Could you set down exactly the lines of the data below, starting at the one that holds "use crate::ooxml::pptx::presentation::ordered_slide_partnames;" and ending at the one that holds "of one slide.", both included, and only those?

### EXERCISE DATA

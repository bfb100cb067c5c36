//! Read-only summaries of presentation packages.

use crate::ooxml::error::{OoxmlError, Result};
use crate::ooxml::opc::OpcPackage;
use crate::ooxml::opc::constants::relationship_type as rt;
use crate::ooxml::pptx::presentation::ordered_slide_partnames;
use crate::ooxml::pptx::shapes::{ShapeInfo, scan_shapes};
use serde::Serialize;

const MEDIA_DIR: &str = "/ppt/media";

/// Summary of one slide.
#[derive(Debug, Clone, PartialEq, Eq, Serialize)]
pub struct SlideSummary {
    /// 1-based position in the presentation
    pub number: usize,
    pub partname: String,
    /// Text of the first title placeholder
    #[serde(skip_serializing_if = "Option::is_none")]
    pub title: Option<String>,
    /// All slide text, truncated
    pub text_preview: String,
    pub shape_count: usize,
    pub image_count: usize,
    pub has_notes: bool,
    #[serde(skip_serializing_if = "Option::is_none")]
    pub notes: Option<String>,
}

/// Summary of a whole deck.
#[derive(Debug, Clone, Default, PartialEq, Eq, Serialize)]
pub struct DeckSummary {
    pub slides: Vec<SlideSummary>,
    /// Partnames of embedded media
    pub media: Vec<String>,
    /// Partname of the package thumbnail
    #[serde(skip_serializing_if = "Option::is_none")]
    pub thumbnail: Option<String>,
}

impl DeckSummary {
    pub fn slide_count(&self) -> usize {
        self.slides.len()
    }

    /// Slide titles in order; slides without a title are skipped.
    pub fn titles(&self) -> impl Iterator<Item = &str> {
        self.slides.iter().filter_map(|s| s.title.as_deref())
    }

    pub fn to_yaml(&self) -> Result<String> {
        serde_saphyr::to_string(self)
            .map_err(|e| OoxmlError::Manifest(format!("Failed to serialize deck summary: {}", e)))
    }
}

/// Summarize `package` without changing it.
///
/// Previews are cut to `preview_len` characters.
pub fn inspect(package: &OpcPackage, preview_len: usize) -> Result<DeckSummary> {
    let mut summary = DeckSummary::default();

    for (number, partname) in (1..).zip(ordered_slide_partnames(package)?) {
        let part = package.require_part(partname.as_str())?;
        let tree = scan_shapes(part.xml_text()?)?;

        let title = tree
            .first_placeholder(&["title", "ctrTitle"])
            .map(ShapeInfo::text)
            .filter(|t| !t.is_empty());
        let text: Vec<String> = tree
            .shapes
            .iter()
            .filter(|s| s.has_text())
            .map(ShapeInfo::text)
            .collect();

        let notes = match part.rels().by_type(rt::NOTES_SLIDE).next() {
            Some(rel) => {
                let target = rel.target_partname()?;
                match package.part(target.as_str()) {
                    Some(notes) => scan_shapes(notes.xml_text()?)?
                        .first_placeholder(&["body"])
                        .map(ShapeInfo::text),
                    None => None,
                }
            },
            None => None,
        };

        summary.slides.push(SlideSummary {
            number,
            partname: partname.to_string(),
            title,
            text_preview: preview(&text.join("\n"), preview_len),
            shape_count: tree.shapes.len(),
            image_count: tree.pictures().count(),
            has_notes: notes.is_some(),
            notes: notes.filter(|n| !n.is_empty()),
        });
    }

    summary.media = package
        .iter_parts()
        .filter(|p| p.partname().base_uri() == MEDIA_DIR)
        .map(|p| p.partname().to_string())
        .collect();
    summary.thumbnail = package
        .rels()
        .by_type(rt::THUMBNAIL)
        .find_map(|rel| rel.target_partname().ok())
        .filter(|t| package.contains_part(t.as_str()))
        .map(|t| t.to_string());

    log::debug!(
        "inspected {} slides, {} media parts",
        summary.slides.len(),
        summary.media.len()
    );
    Ok(summary)
}

/// Load package bytes and summarize them.
pub fn inspect_bytes(bytes: &[u8], preview_len: usize) -> Result<DeckSummary> {
    inspect(&OpcPackage::from_bytes(bytes)?, preview_len)
}

fn preview(text: &str, max_chars: usize) -> String {
    match text.char_indices().nth(max_chars) {
        Some((cut, _)) => format!("{}…", &text[..cut]),
        None => text.to_string(),
    }
}

#[cfg(test)]
mod tests {
    use super::*;

    #[test]
    fn test_preview_respects_char_boundaries() {
        assert_eq!(preview("héllo wörld", 5), "héllo…");
        assert_eq!(preview("short", 10), "short");
        assert_eq!(preview("", 3), "");
    }

    #[test]
    fn test_summary_yaml() {
        let summary = DeckSummary {
            slides: vec![SlideSummary {
                number: 1,
                partname: "/ppt/slides/slide1.xml".to_string(),
                title: Some("Q&A <Session>".to_string()),
                text_preview: "Q&A <Session>".to_string(),
                shape_count: 2,
                image_count: 0,
                has_notes: false,
                notes: None,
            }],
            media: vec!["/ppt/media/image1.png".to_string()],
            thumbnail: None,
        };
        let yaml = summary.to_yaml().unwrap();
        assert!(yaml.contains("shape_count: 2"));
        assert!(yaml.contains("/ppt/media/image1.png"));
        assert!(!yaml.contains("thumbnail"));
        assert_eq!(summary.titles().collect::<Vec<_>>(), vec!["Q&A <Session>"]);
    }
}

######

--- RESULT ---
use crate::ooxml::pptx::presentation::ordered_slide_partnames;
use crate::ooxml::pptx::shapes::{ShapeInfo, scan_shapes};
use serde::Serialize;

const MEDIA_DIR: &str = "/ppt/media";

/// Summary of one slide.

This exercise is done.